» DATA SUPPLIED:
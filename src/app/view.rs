// SPDX-License-Identifier: MPL-2.0
//! Dashboard layout.

use super::{gates, Message, DEMO_PERMISSIONS};
use crate::access::{Access, Authorizer, Gate, Role, Session};
use crate::i18n::fluent::I18n;
use crate::ui::access_denied::AccessDenied;
use crate::ui::design_tokens::{spacing, typography};
use crate::ui::guarded_action::GuardedAction;
use crate::ui::notifications::{self, Toast, ToastKind};
use crate::ui::permission_gate::PermissionGate;
use crate::ui::styles::{button as button_styles, container as container_styles};
use iced::widget::{
    button, checkbox, pick_list, scrollable, Column, Container, Row, Space, Stack, Text,
};
use iced::{alignment, Element, Length};
use std::fmt;
use std::time::{Duration, Instant};

/// Everything the dashboard needs to draw itself.
pub struct ViewContext<'a> {
    pub i18n: &'a I18n,
    pub session: &'a Session,
    pub notifications: &'a notifications::Manager,
    pub now: Instant,
    pub toast_duration: Duration,
}

/// Role entry of the role picker, labelled in the current locale.
#[derive(Debug, Clone, PartialEq, Eq)]
struct RoleOption {
    role: Role,
    label: String,
}

impl fmt::Display for RoleOption {
    fn fmt(&self, f: &mut fmt::Formatter<'_>) -> fmt::Result {
        f.write_str(&self.label)
    }
}

pub fn view(ctx: ViewContext<'_>) -> Element<'_, Message> {
    let content = Column::new()
        .spacing(spacing::LG)
        .padding(spacing::LG)
        .push(header(&ctx))
        .push(permission_toggles(&ctx))
        .push(section(
            ctx.i18n.tr("section-overview-title"),
            PermissionGate::new(
                gates::overview(),
                Text::new(ctx.i18n.tr("section-overview-body")).size(typography::BODY),
            )
            .fallback(placeholder(&gates::overview(), &ctx))
            .view(ctx.session),
        ))
        .push(section(
            ctx.i18n.tr("section-reports-title"),
            PermissionGate::new(gates::reports(), reports_body(&ctx))
                .fallback(placeholder(&gates::reports(), &ctx))
                .view(ctx.session),
        ))
        // No fallback: the administration card stays empty when denied.
        .push(section(
            ctx.i18n.tr("section-admin-title"),
            PermissionGate::new(gates::administration(), admin_body(&ctx)).view(ctx.session),
        ))
        .push(section(
            ctx.i18n.tr("section-notifications-title"),
            notifications_body(&ctx),
        ));

    let base = scrollable(content).width(Length::Fill).height(Length::Fill);
    let overlay =
        Toast::view_overlay(ctx.notifications, ctx.now, ctx.i18n).map(Message::Notification);

    Stack::new().push(base).push(overlay).into()
}

fn header<'a>(ctx: &ViewContext<'a>) -> Element<'a, Message> {
    let title = Text::new(ctx.i18n.tr("dashboard-title")).size(typography::TITLE_LG);

    let options: Vec<RoleOption> = Role::ALL
        .iter()
        .map(|role| RoleOption {
            role: *role,
            label: ctx.i18n.tr(role.i18n_key()),
        })
        .collect();
    let current = ctx.session.role();
    let selected = options.iter().find(|opt| Some(opt.role) == current).cloned();

    let unknown = ctx
        .i18n
        .tr_with_args("role-unknown", &[("role", ctx.session.role_name())]);
    let picker = pick_list(options, selected, |opt| Message::RoleSelected(opt.role))
        .placeholder(unknown)
        .padding(spacing::XS);

    Row::new()
        .spacing(spacing::SM)
        .align_y(alignment::Vertical::Center)
        .push(title)
        .push(Space::new().width(Length::Fill))
        .push(Text::new(ctx.i18n.tr("role-picker-label")).size(typography::BODY))
        .push(picker)
        .into()
}

fn permission_toggles<'a>(ctx: &ViewContext<'a>) -> Element<'a, Message> {
    DEMO_PERMISSIONS
        .iter()
        .fold(
            Row::new()
                .spacing(spacing::MD)
                .push(Text::new(ctx.i18n.tr("permissions-label")).size(typography::BODY)),
            |row, key| {
                let key = *key;
                row.push(
                    checkbox(ctx.session.has_permission(key))
                        .label(key)
                        .on_toggle(move |granted| Message::PermissionToggled {
                            key: key.to_string(),
                            granted,
                        }),
                )
            },
        )
        .into()
}

fn reports_body<'a>(ctx: &ViewContext<'a>) -> Element<'a, Message> {
    Column::new()
        .spacing(spacing::SM)
        .push(Text::new(ctx.i18n.tr("section-reports-body")).size(typography::BODY))
        .push(
            GuardedAction::new(
                ctx.i18n.tr("action-export-report"),
                gates::export_report(),
                Message::ExportReport,
            )
            .view(ctx.session, ctx.i18n),
        )
        .into()
}

fn admin_body<'a>(ctx: &ViewContext<'a>) -> Element<'a, Message> {
    Column::new()
        .spacing(spacing::SM)
        .push(Text::new(ctx.i18n.tr("section-admin-body")).size(typography::BODY))
        .push(
            GuardedAction::new(
                ctx.i18n.tr("action-manage-users"),
                gates::manage_users(),
                Message::ManageUsers,
            )
            .view(ctx.session, ctx.i18n),
        )
        .into()
}

fn notifications_body<'a>(ctx: &ViewContext<'a>) -> Element<'a, Message> {
    let buttons = ToastKind::ALL.iter().fold(Row::new().spacing(spacing::XS), |row, kind| {
        row.push(
            button(Text::new(ctx.i18n.tr(&format!("action-show-{}", kind.as_str()))))
                .on_press(Message::ShowToast(*kind))
                .style(button_styles::primary),
        )
    });

    let millis = ctx.toast_duration.as_millis().to_string();
    let caption = ctx
        .i18n
        .tr_with_args("notifications-duration-caption", &[("millis", millis.as_str())]);

    Column::new()
        .spacing(spacing::SM)
        .push(buttons)
        .push(Text::new(caption).size(typography::CAPTION))
        .push(
            button(Text::new(ctx.i18n.tr("action-export-diagnostics")))
                .on_press(Message::ExportDiagnostics),
        )
        .into()
}

/// Access-denied card for `gate`, or nothing when it grants.
fn placeholder<'a>(gate: &Gate, ctx: &ViewContext<'a>) -> Element<'a, Message> {
    match gate.evaluate(ctx.session) {
        Access::Granted => Space::new().into(),
        Access::Denied(denial) => AccessDenied::new(&denial, ctx.i18n).view(),
    }
}

fn section<'a>(title: String, body: impl Into<Element<'a, Message>>) -> Element<'a, Message> {
    let column = Column::new()
        .spacing(spacing::SM)
        .push(Text::new(title).size(typography::TITLE_SM))
        .push(body);

    Container::new(column)
        .width(Length::Fill)
        .padding(spacing::MD)
        .style(container_styles::card)
        .into()
}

» INSTRUCTIONS TO FOLLOW: Above are the records. Identify each line that contains the word "ToastKind".

» SOLUTION TO THIS PROBLEM:
use crate::ui::notifications::{self, Toast, ToastKind};
    let buttons = ToastKind::ALL.iter().fold(Row::new().spacing(spacing::XS), |row, kind| {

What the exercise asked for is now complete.